The key differences between B2B vs B2C marketing are listed below. Scan them to get a better idea of how to effectively market to your audience – and what not to do.
B2B vs B2C Marketing
Content length differs widely in B2B vs B2C marketing. Longer, more detailed content works best for B2B companies because their buyers are looking for lots of information and details from their content. Shorter content works for B2C companies because it’s primary purpose is to entertain or engage their audience.
Customers just looking to buy one time from a brand want different content than buyers that are entering into a 3 year contract with another business for a high dollar amount.
- Longer content works for B2B
- Shorter content works for B2C
Chain of command
The length of the buyer’s chain of command differs in B2B vs B2C marketing. If you’re selling directly to consumers, there may be no chain of command at all – unless you count the consumers’ spouse, parents, and friends.

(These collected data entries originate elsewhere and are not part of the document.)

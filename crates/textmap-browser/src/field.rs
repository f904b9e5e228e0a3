//! Plain form fields.
//!
//! `<input>` and `<textarea>` hold their text in a value, not a tree, so the
//! linear text is the value and offsets go straight to the field's own
//! selection API. Both already count in UTF-16 units.

use wasm_bindgen::JsCast;
use web_sys::{HtmlInputElement, HtmlTextAreaElement, Node};

use textmap_core::{PlatformError, utf16_len};

/// A text-bearing form field.
#[derive(Debug, Clone)]
pub enum FieldElement {
    Input(HtmlInputElement),
    TextArea(HtmlTextAreaElement),
}

impl FieldElement {
    /// The field `node` is, if it is one.
    pub fn from_node(node: &Node) -> Option<Self> {
        if let Some(input) = node.dyn_ref::<HtmlInputElement>() {
            return Some(Self::Input(input.clone()));
        }
        node.dyn_ref::<HtmlTextAreaElement>()
            .map(|area| Self::TextArea(area.clone()))
    }

    pub fn value(&self) -> String {
        match self {
            Self::Input(input) => input.value(),
            Self::TextArea(area) => area.value(),
        }
    }

    /// Length of the value in UTF-16 units.
    fn value_len(&self) -> usize {
        utf16_len(&self.value())
    }

    /// Caret position, None for input types without a text selection
    /// (`number`, `email` and friends throw on `selectionStart`).
    pub fn selection_start(&self) -> Option<usize> {
        let start = match self {
            Self::Input(input) => input.selection_start().ok()?,
            Self::TextArea(area) => area.selection_start().ok()?,
        };
        start.map(|s| s as usize)
    }

    /// Select `start..end` (a caret when `end` is None), clamped to the
    /// value's length. Returns the clamped range.
    pub fn set_selection(
        &self,
        start: usize,
        end: Option<usize>,
    ) -> Result<(usize, usize), PlatformError> {
        let len = self.value_len();
        let end = end.unwrap_or(start);
        let (start, end) = (start.min(end).min(len), start.max(end).min(len));
        match self {
            Self::Input(input) => input.set_selection_range(start as u32, end as u32),
            Self::TextArea(area) => area.set_selection_range(start as u32, end as u32),
        }
        .map_err(|e| format!("set_selection_range failed: {:?}", e))?;
        tracing::trace!(target: "textmap::field", start, end, "field selection set");
        Ok((start, end))
    }
}
//! UTF-16 helpers.
//!
//! Linear offsets and intra-node offsets are measured in UTF-16 code units,
//! which is what the DOM Selection API reports. Rust strings are UTF-8, so
//! every length that crosses the tree boundary goes through these.

/// Length of `s` in UTF-16 code units.
pub fn utf16_len(s: &str) -> usize {
    s.encode_utf16().count()
}

/// The longest prefix of `s` spanning at most `units` UTF-16 code units.
///
/// An offset that falls between the halves of a surrogate pair rounds down
/// to the preceding char boundary. Offsets past the end return all of `s`.
pub fn utf16_prefix(s: &str, units: usize) -> &str {
    let mut count = 0;
    for (idx, ch) in s.char_indices() {
        let next = count + ch.len_utf16();
        if next > units {
            return &s[..idx];
        }
        count = next;
    }
    s
}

The chain of command is much longer, spanning multiple departments at times, when it comes to B2B marketing. This lengthens the purchase process and makes it more important to have clear information and ample details available about the product or service being sold.
- Long chain of command for B2B
- Little or no chain of command for B2C
The length of time a customer is “stuck” with a company after purchase varies in B2B and B2C marketing as well. Most consumer purchases don’t require a contract, and if they do, the contract is usually one year or less. This makes the purchase decision less monumental for B2C consumers.

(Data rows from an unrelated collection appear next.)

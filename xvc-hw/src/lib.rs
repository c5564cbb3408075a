//! Register-level bindings for the XVC server family: the `/dev/mem` mmap helper, the JTAG
//! poke-register block, the debug-hub memory window, and the DPC DMA wiring. Everything that
//! touches real hardware or an OS mmap syscall lives here, never in `xvc-core`.

pub mod dpc;
pub mod jtag;
pub mod memory;
pub mod mmio;
pub mod physmem;

pub use dpc::{open_dma_engine, DpcBinding, RingCarveOut};
pub use jtag::JtagBinding;
pub use memory::MemoryBinding;
pub use mmio::MmapWindow;
pub use physmem::PhysMem;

When it comes to B2B marketing, however, the contract length can span years – even a decade, depending on the service or product rendered. This makes the purchase much more serious and is one reason B2B businesses must market their products differently.
- Long term contracts for B2B
- Short term or no contracts for B2C
Many marketers will tell you that using industry jargon is always a content marketing mistake, and if you’re in a B2C company, that may be true. But B2B companies can get away with using jargon and industry terminology in their content.

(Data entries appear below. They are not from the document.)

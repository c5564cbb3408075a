//! `[transport:]host:port` URL grammar (component F), ported from `get_field`/
//! `xvcserver_start` in the original protocol source. Only `tcp` (case-insensitive) is an
//! accepted transport; trailing fields after `host:port` are a parse error (spec.md §4.6,
//! §6 exit codes 3/4).

use crate::error::UrlError;

/// A parsed `-s` argument: transport (always `"tcp"`, case-normalized away), host, and port.
#[derive(Debug, Clone, PartialEq, Eq)]
pub struct ServerUrl {
    pub host: String,
    pub port: String,
}

/// Splits `field` into owned strings at a `sep` that may or may not be present, mirroring
/// `get_field`'s "consume up to and including the separator, or to the end" behavior.
fn split_field(input: &str, sep: char) -> (&str, &str) {
    match input.find(sep) {
        Some(idx) => (&input[..idx], &input[idx + 1..]),
        None => (input, ""),
    }
}

/// Parses a `-s` argument of the shape `[tcp:]host:port`.
///
/// If the first field is exactly `tcp` (any case), it's consumed as the transport and the
/// remainder is `host:port`. Otherwise, if no further `:` remains, the whole first field is
/// taken as `host` and transport defaults to `tcp` (spec.md's `tcp::2542` default omits the
/// transport entirely). Any other shape — a first field that isn't `tcp` but more fields
/// follow — names an unsupported transport.
pub fn parse_url(url: &str) -> Result<ServerUrl, UrlError> {
    let (first, rest) = split_field(url, ':');

    let (host_port, transport_is_tcp) = if first.eq_ignore_ascii_case("tcp") {
        (rest, true)
    } else if !rest.contains(':') {
        (url, true)
    } else {
        (rest, false)
    };

    if !transport_is_tcp {
        return Err(UrlError::InvalidTransport(first.to_owned()));
    }

    let (host, port_and_trailer) = split_field(host_port, ':');
    let (port, trailer) = split_field(port_and_trailer, ':');
    if !trailer.is_empty() {
        return Err(UrlError::UnexpectedField(trailer.to_owned()));
    }

    Ok(ServerUrl {
        host: host.to_owned(),
        port: port.to_owned(),
    })
}

#[cfg(test)]
mod tests {
    use super::*;

    #[test]
    fn bare_host_port_defaults_to_tcp() {
        let url = parse_url("localhost:2542").unwrap();
        assert_eq!(url.host, "localhost");
        assert_eq!(url.port, "2542");
    }

    #[test]
    fn empty_host_means_any_address() {
        let url = parse_url("tcp::2542").unwrap();
        assert_eq!(url.host, "");
        assert_eq!(url.port, "2542");
    }

    #[test]
    fn transport_is_case_insensitive() {
        let url = parse_url("TCP:host:10200").unwrap();
        assert_eq!(url.host, "host");
        assert_eq!(url.port, "10200");
    }

    #[test]
    fn unsupported_transport_is_rejected() {
        let err = parse_url("udp:host:2542").unwrap_err();
        assert!(matches!(err, UrlError::InvalidTransport(t) if t == "udp"));
    }

    #[test]
    fn trailing_field_is_rejected() {
        let err = parse_url("tcp:host:2542:extra").unwrap_err();
        assert!(matches!(err, UrlError::UnexpectedField(t) if t == "extra"));
    }
}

In fact, their customers enjoy it because it gives “proof” that the company knows what it’s talking about and tells the buyer that they’re on the same page.
- Lots of jargon in B2B – creates unity
- Little to no jargon used in B2C – can alienate
What drives the sale
The driving force of sales is different for B2B and B2C companies. Most consumers shopping for a product or service are looking for entertainment and deals when it comes to content online. Most businesses shopping for a new vendor are looking for efficiency and expertise in the content published and promoted by the vendor.
If either one doesn’t provide what the buyer is looking for, they’ll simply go to another company and look for entertainment or expertise there.